Data for processing »
++++++++++++++++++++

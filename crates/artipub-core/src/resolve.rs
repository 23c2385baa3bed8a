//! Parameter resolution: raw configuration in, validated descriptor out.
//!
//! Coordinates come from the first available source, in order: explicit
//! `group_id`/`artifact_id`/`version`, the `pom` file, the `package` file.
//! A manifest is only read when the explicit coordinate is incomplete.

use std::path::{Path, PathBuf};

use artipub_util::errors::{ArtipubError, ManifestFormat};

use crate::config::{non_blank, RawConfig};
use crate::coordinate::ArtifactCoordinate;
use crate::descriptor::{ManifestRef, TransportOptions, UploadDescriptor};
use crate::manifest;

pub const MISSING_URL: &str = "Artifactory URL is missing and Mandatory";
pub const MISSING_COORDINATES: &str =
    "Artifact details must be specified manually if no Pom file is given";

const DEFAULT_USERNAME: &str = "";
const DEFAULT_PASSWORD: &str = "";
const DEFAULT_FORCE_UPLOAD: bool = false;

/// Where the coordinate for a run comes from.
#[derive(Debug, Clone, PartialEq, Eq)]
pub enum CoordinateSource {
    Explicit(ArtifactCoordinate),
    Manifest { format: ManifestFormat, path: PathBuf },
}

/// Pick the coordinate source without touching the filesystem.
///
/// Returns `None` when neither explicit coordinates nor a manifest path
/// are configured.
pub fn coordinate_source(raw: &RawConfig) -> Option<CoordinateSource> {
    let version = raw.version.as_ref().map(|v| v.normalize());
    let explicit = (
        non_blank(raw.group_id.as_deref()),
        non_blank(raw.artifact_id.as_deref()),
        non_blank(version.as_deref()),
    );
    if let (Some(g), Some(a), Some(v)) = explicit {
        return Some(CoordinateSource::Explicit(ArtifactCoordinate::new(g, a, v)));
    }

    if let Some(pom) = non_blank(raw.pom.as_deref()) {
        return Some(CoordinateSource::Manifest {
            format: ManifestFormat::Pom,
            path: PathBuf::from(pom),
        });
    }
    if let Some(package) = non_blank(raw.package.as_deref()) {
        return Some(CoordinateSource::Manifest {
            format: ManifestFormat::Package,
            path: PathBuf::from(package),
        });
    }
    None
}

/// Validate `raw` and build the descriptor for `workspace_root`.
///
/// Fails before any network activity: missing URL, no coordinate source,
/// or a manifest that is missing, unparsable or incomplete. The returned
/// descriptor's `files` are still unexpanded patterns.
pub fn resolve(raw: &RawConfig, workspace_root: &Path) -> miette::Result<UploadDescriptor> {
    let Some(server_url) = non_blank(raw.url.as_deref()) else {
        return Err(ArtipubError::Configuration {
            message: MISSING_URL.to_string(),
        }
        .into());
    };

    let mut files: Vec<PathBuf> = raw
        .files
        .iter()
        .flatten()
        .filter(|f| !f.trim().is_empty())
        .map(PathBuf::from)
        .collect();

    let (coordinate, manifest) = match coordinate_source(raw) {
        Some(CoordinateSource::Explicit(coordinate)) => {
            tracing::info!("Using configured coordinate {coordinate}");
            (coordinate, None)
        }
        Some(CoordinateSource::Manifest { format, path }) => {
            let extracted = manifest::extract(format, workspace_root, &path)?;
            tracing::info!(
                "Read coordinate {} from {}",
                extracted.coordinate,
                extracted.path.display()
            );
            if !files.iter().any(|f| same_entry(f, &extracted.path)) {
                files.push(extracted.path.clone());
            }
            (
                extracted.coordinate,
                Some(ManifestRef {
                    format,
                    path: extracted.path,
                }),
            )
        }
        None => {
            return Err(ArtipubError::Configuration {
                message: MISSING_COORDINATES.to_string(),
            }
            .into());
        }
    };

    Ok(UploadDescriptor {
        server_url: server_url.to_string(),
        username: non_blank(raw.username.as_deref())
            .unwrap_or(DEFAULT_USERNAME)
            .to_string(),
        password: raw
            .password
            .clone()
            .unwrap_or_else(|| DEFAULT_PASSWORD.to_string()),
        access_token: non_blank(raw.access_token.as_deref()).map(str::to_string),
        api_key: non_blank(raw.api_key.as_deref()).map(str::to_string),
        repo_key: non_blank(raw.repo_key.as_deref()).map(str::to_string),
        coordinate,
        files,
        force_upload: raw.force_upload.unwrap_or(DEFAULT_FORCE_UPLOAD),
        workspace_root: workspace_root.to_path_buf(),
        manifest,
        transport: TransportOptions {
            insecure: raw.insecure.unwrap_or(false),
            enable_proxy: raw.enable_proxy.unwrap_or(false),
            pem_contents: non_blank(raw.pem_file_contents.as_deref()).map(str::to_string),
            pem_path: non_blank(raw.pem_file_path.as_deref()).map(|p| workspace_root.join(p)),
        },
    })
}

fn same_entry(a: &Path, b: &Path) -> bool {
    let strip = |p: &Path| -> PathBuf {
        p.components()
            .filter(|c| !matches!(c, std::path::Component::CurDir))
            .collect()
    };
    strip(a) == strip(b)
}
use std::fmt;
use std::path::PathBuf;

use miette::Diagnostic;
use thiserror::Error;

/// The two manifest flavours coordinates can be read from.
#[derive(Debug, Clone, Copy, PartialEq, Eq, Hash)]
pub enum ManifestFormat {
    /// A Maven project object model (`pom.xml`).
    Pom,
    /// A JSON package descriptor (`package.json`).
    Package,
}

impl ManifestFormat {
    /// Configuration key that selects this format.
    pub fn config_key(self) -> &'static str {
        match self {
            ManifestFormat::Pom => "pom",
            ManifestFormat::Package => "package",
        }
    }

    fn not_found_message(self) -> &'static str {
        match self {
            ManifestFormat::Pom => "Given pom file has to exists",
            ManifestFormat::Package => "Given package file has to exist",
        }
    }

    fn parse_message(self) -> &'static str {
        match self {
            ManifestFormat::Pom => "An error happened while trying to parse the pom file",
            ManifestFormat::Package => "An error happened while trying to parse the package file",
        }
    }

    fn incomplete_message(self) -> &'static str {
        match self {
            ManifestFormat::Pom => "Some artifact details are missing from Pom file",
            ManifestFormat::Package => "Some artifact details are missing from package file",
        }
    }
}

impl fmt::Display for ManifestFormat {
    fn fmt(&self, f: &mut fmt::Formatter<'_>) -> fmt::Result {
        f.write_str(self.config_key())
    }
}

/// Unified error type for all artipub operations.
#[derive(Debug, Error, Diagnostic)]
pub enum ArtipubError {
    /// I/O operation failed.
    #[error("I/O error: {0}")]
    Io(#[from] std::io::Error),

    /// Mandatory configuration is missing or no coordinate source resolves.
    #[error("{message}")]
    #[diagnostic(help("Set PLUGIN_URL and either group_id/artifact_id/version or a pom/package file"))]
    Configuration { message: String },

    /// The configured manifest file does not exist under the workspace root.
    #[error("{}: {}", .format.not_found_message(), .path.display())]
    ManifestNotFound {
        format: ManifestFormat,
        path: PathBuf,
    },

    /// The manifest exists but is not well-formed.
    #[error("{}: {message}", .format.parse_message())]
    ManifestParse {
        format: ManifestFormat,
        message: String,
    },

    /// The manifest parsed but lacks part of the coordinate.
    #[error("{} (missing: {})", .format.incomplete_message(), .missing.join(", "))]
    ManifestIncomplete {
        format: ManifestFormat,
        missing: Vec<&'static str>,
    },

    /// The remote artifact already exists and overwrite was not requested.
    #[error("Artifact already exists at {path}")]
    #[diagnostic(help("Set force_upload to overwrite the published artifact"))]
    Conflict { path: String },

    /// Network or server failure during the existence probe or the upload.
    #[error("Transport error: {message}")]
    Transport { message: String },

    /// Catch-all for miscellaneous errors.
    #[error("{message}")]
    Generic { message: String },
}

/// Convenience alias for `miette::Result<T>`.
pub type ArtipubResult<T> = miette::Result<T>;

++++++++++++++++++++

In the records, locate each line holding the string "details" and copy it.

Response to the exercise »
    "Artifact details must be specified manually if no Pom file is given";
            ManifestFormat::Pom => "Some artifact details are missing from Pom file",
            ManifestFormat::Package => "Some artifact details are missing from package file",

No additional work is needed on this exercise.